Documento adulterado trazia imagem de obra vendida na Europa, não na Bienal do Livro

São Paulo

Às 18h deste domingo (8), a prefeitura do Rio de Janeiro entrou com embargos de declaração no Supremo Tribunal Federal, pedindo esclarecimentos sobre a decisão do ministro Dias Toffoli, presidente da corte, que impediu o recolhimento de obras e a censura na Bienal do Livro carioca.

Depois disso, a Folha recebeu da equipe de comunicação do evento um documento que teria sido entregue pelo município ao STF. Nele, a justificativa da prefeitura incluiria reproduções do livro “As Gêmeas Marotas”, uma sátira de livros infantis do holandês Dick Bruna que é voltada ao público adulto e mostra personagens em relações sexuais. 

O título jamais esteve à venda na Bienal —uma das fotos do suposto documento da prefeitura mostra, inclusive, adesivos com preços em euros.

Nesta segunda (9), a gestão de Marcelo Crivella publicou uma nota negando que o livro tenha sido usado na petição enviada ao tribunal superior.

“É falsa a informação de que a Procuradoria-Geral do Município teria enviado ao Supremo Tribunal Federal imagens do livro ‘As Gêmeas Marotas’, na Bienal do Livro no Rio. A Prefeitura lamenta que, na ânsia de atacar a atual gestão, parte da imprensa seja usada como ferramenta política”, escreveu a prefeitura carioca em nota enviada à imprensa pela Subsecretaria de Comunicação.

Também em nota, a Bienal do Livro afirmou que de fato enviou um documento adulterado e se desculpou pelo erro. “A equipe jurídica contratada para esta ação judicial está empenhada em identificar a origem do suposto documento que chegou a um dos advogados que atuam no caso e acabou por induzir a comunicação ao erro”, escreveram.

Consultado pela Folha, o advogado Marcelo Gandelman, que integra a equipe da Bienal, confirma que o recurso adulterado foi recebido por um dos advogados do evento, mas diz desconhecer a sua origem.

A única diferença entre a petição repassada pela Bienal e a que foi de fato protocolada no STF é a presença de “As Gêmeas Marotas”. O texto é exatamente o mesmo, assim como a diagramação do arquivo.

No texto, a prefeitura busca garantir o direito de fiscalizar e de apreender livros considerados impróprios para crianças.

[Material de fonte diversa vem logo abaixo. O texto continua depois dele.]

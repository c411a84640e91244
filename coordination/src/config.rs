//! Review configuration — consensus policy selection and round limits.

use serde::{Deserialize, Serialize};

use crate::consensus::RoleWeights;
use crate::error::{ReviewError, ReviewResult};

/// Aggregation policy used to collapse the vote ledger into one verdict.
#[derive(Debug, Clone, Copy, Default, PartialEq, Eq, Hash, Serialize, Deserialize)]
#[serde(rename_all = "snake_case")]
pub enum ConsensusMethod {
    /// Strict majority of voters.
    Majority,
    /// Every voter must agree.
    Unanimous,
    /// Confidence × role weight, normalized.
    Weighted,
    /// A confident security rejection wins outright; otherwise weighted.
    #[default]
    SecurityVeto,
}

impl ConsensusMethod {
    pub fn as_str(self) -> &'static str {
        match self {
            Self::Majority => "majority",
            Self::Unanimous => "unanimous",
            Self::Weighted => "weighted",
            Self::SecurityVeto => "security_veto",
        }
    }
}

impl std::fmt::Display for ConsensusMethod {
    fn fmt(&self, f: &mut std::fmt::Formatter<'_>) -> std::fmt::Result {
        f.write_str(self.as_str())
    }
}

impl std::str::FromStr for ConsensusMethod {
    type Err = ReviewError;

    fn from_str(s: &str) -> Result<Self, Self::Err> {
        match s.trim().to_ascii_lowercase().as_str() {
            "majority" => Ok(Self::Majority),
            "unanimous" => Ok(Self::Unanimous),
            "weighted" => Ok(Self::Weighted),
            "security_veto" => Ok(Self::SecurityVeto),
            other => Err(ReviewError::UnknownConsensusMethod(other.to_string())),
        }
    }
}

/// Default number of discussion rounds.
pub const DEFAULT_MAX_ROUNDS: u32 = 3;

/// Configuration for one review council.
#[derive(Debug, Clone, PartialEq, Serialize, Deserialize)]
#[serde(default)]
pub struct ReviewConfig {
    /// Aggregation policy.
    pub consensus_method: ConsensusMethod,
    /// Maximum discussion rounds (minimum 1).
    pub max_rounds: u32,
    /// Per-reviewer vote multipliers.
    pub role_weights: RoleWeights,
    /// Run Phase-1 analyses concurrently. Transcript order is unaffected.
    pub parallel_analysis: bool,
}

impl Default for ReviewConfig {
    fn default() -> Self {
        Self {
            consensus_method: ConsensusMethod::default(),
            max_rounds: DEFAULT_MAX_ROUNDS,
            role_weights: RoleWeights::default(),
            parallel_analysis: false,
        }
    }
}

impl ReviewConfig {
    pub fn with_method(mut self, method: ConsensusMethod) -> Self {
        self.consensus_method = method;
        self
    }

    pub fn with_max_rounds(mut self, max_rounds: u32) -> Self {
        self.max_rounds = max_rounds;
        self
    }

    pub fn with_role_weights(mut self, role_weights: RoleWeights) -> Self {
        self.role_weights = role_weights;
        self
    }

    pub fn with_parallel_analysis(mut self, enabled: bool) -> Self {
        self.parallel_analysis = enabled;
        self
    }

    /// Reject configurations that cannot drive a review.
    pub fn validate(&self) -> ReviewResult<()> {
        if self.max_rounds < 1 {
            return Err(ReviewError::InvalidMaxRounds(self.max_rounds));
        }
        self.role_weights.validate()
    }
}

#[cfg(test)]
mod tests {
    use super::*;

    #[test]
    fn test_defaults() {
        let config = ReviewConfig::default();
        assert_eq!(config.consensus_method, ConsensusMethod::SecurityVeto);
        assert_eq!(config.max_rounds, 3);
        assert!(!config.parallel_analysis);
        assert!(config.validate().is_ok());
    }

    #[test]
    fn test_method_parse() {
        assert_eq!(
            "majority".parse::<ConsensusMethod>().unwrap(),
            ConsensusMethod::Majority
        );
        assert_eq!(
            " Security_Veto ".parse::<ConsensusMethod>().unwrap(),
            ConsensusMethod::SecurityVeto
        );
        let err = "plurality".parse::<ConsensusMethod>().unwrap_err();
        assert!(matches!(err, ReviewError::UnknownConsensusMethod(ref m) if m == "plurality"));
        assert!(err.is_configuration());
    }

    #[test]
    fn test_method_display_roundtrip() {
        for method in [
            ConsensusMethod::Majority,
            ConsensusMethod::Unanimous,
            ConsensusMethod::Weighted,
            ConsensusMethod::SecurityVeto,
        ] {
            assert_eq!(method.to_string().parse::<ConsensusMethod>().unwrap(), method);
        }
    }

    #[test]
    fn test_zero_rounds_rejected() {
        let err = ReviewConfig::default().with_max_rounds(0).validate().unwrap_err();
        assert!(matches!(err, ReviewError::InvalidMaxRounds(0)));
    }

    #[test]
    fn test_negative_role_weight_rejected() {
        let config = ReviewConfig::default()
            .with_method(ConsensusMethod::Weighted)
            .with_role_weights(RoleWeights::uniform(1.0).with_weight("a", -1.0));
        let err = config.validate().unwrap_err();
        assert!(matches!(err, ReviewError::InvalidRoleWeight { ref agent, .. } if agent == "a"));
        assert!(err.is_configuration());
    }

    #[test]
    fn test_partial_json_uses_defaults() {
        let config: ReviewConfig =
            serde_json::from_str(r#"{"consensus_method":"weighted"}"#).unwrap();
        assert_eq!(config.consensus_method, ConsensusMethod::Weighted);
        assert_eq!(config.max_rounds, DEFAULT_MAX_ROUNDS);
        assert_eq!(config.role_weights, RoleWeights::default());
    }
}
//! Review Coordination Library
//!
//! A council of specialized reviewers decides whether a submitted program is
//! admitted. This library provides:
//! - Verdict primitives shared by every reviewer
//! - The `ReviewerAgent` capability implemented by concrete reviewers
//! - A consensus manager with four aggregation policies
//! - A conversation orchestrator running analysis, discussion and consensus
//! - A sealed conversation log with JSON and transcript renderings
//!
//! # Usage
//!
//! ```no_run
//! use review_coordination::{
//!     ConsensusMethod, ConversationOrchestrator, ReviewConfig, ReviewerAgent, ScriptedAgent,
//!     Verdict,
//! };
//!
//! # async fn run() -> review_coordination::ReviewResult<()> {
//! let agents: Vec<Box<dyn ReviewerAgent>> = vec![
//!     Box::new(ScriptedAgent::new("SecurityAuditor", Verdict::Approve, 0.8)),
//!     Box::new(ScriptedAgent::new("CodeQualityReviewer", Verdict::Approve, 0.7)),
//! ];
//! let config = ReviewConfig::default().with_method(ConsensusMethod::SecurityVeto);
//! let mut orchestrator = ConversationOrchestrator::new(agents, config)?;
//!
//! let log = orchestrator.review_code("print('hi')", "agent.py").await?;
//! println!("{}", log.render_transcript());
//! # Ok(())
//! # }
//! ```

#![allow(clippy::uninlined_format_args)]

pub mod agent;
pub mod config;
pub mod consensus;
pub mod conversation;
pub mod error;
pub mod types;

pub use agent::{ReviewerAgent, ScriptedAgent};
pub use config::{ConsensusMethod, ReviewConfig, DEFAULT_MAX_ROUNDS};
pub use consensus::{
    AgentVote, ConsensusManager, ConsensusResult, RoleWeights, VerdictScores, VoteLedger,
    CODE_QUALITY_REVIEWER, RULE_COMPLIANCE_VERIFIER, SECURITY_AUDITOR,
};
pub use conversation::{
    code_hash, ConversationLog, ConversationOrchestrator, PhaseTracker, PhaseTransition,
    ReviewPhase,
};
pub use error::{ReviewError, ReviewResult};
pub use types::{clamp_confidence, CodeAnalysis, ReviewMessage, Verdict};
//! Per-reviewer multipliers for the weighted and veto policies.

use std::collections::BTreeMap;

use serde::{Deserialize, Serialize};

use crate::error::{ReviewError, ReviewResult};

/// Stable identity of the security reviewer (holder of the veto).
pub const SECURITY_AUDITOR: &str = "SecurityAuditor";
/// Stable identity of the rules-compliance reviewer.
pub const RULE_COMPLIANCE_VERIFIER: &str = "RuleComplianceVerifier";
/// Stable identity of the code-quality reviewer.
pub const CODE_QUALITY_REVIEWER: &str = "CodeQualityReviewer";

/// Lookup table from reviewer name to vote multiplier.
#[derive(Debug, Clone, PartialEq, Serialize, Deserialize)]
#[serde(default)]
pub struct RoleWeights {
    /// Explicit weights keyed by reviewer name.
    pub weights: BTreeMap<String, f64>,
    /// Weight for reviewers absent from `weights`.
    pub default_weight: f64,
}

impl RoleWeights {
    /// A table with no explicit entries.
    pub fn uniform(default_weight: f64) -> Self {
        Self {
            weights: BTreeMap::new(),
            default_weight,
        }
    }

    /// Set or replace the weight for one reviewer.
    pub fn with_weight(mut self, agent_name: &str, weight: f64) -> Self {
        self.weights.insert(agent_name.to_string(), weight);
        self
    }

    /// Weight for `agent_name`, falling back to the default.
    pub fn weight_for(&self, agent_name: &str) -> f64 {
        self.weights
            .get(agent_name)
            .copied()
            .unwrap_or(self.default_weight)
    }

    /// Every weight, the default included, must be finite and non-negative.
    pub fn validate(&self) -> ReviewResult<()> {
        let entries = self
            .weights
            .iter()
            .map(|(name, weight)| (name.as_str(), *weight))
            .chain(std::iter::once(("default_weight", self.default_weight)));
        for (agent, weight) in entries {
            if !weight.is_finite() || weight < 0.0 {
                return Err(ReviewError::InvalidRoleWeight {
                    agent: agent.to_string(),
                    weight,
                });
            }
        }
        Ok(())
    }
}

impl Default for RoleWeights {
    fn default() -> Self {
        Self::uniform(1.0)
            .with_weight(SECURITY_AUDITOR, 1.5)
            .with_weight(RULE_COMPLIANCE_VERIFIER, 1.3)
            .with_weight(CODE_QUALITY_REVIEWER, 1.0)
    }
}
//! Review conversations: phase tracking, the orchestrator that drives
//! reviewers through them, and the sealed log each review produces.

pub mod log;
pub mod orchestrator;
pub mod phase;

pub use log::{code_hash, ConversationLog};
pub use orchestrator::ConversationOrchestrator;
pub use phase::{PhaseTracker, PhaseTransition, ReviewPhase};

As únicas imagens no documento enviado pela prefeitura ao STF são da HQ “Vingadores - Cruzada das Crianças”, que estava sendo vendida na Bienal e na qual dois super-heróis homens se beijam. 

Segundo a decisão de Dias Toffoli, o beijo gay não afronta o Estatuto da Criança e do Adolescente, o ECA, e, portanto, não justifica que as obras sejam lacradas e recolhidas.

 
Erramos: o texto foi alterado

Versão anterior deste texto, publicada às 23h20 deste domingo (8), afirmava que a Prefeitura do Rio de Janeiro usou imagens do livro "As Gêmeas Marotas" e ​fake news em embargo encaminhado ao STF, o que estava incorreto. O texto foi substituído às 21h15 desta segunda-feira (9) pelo texto acima.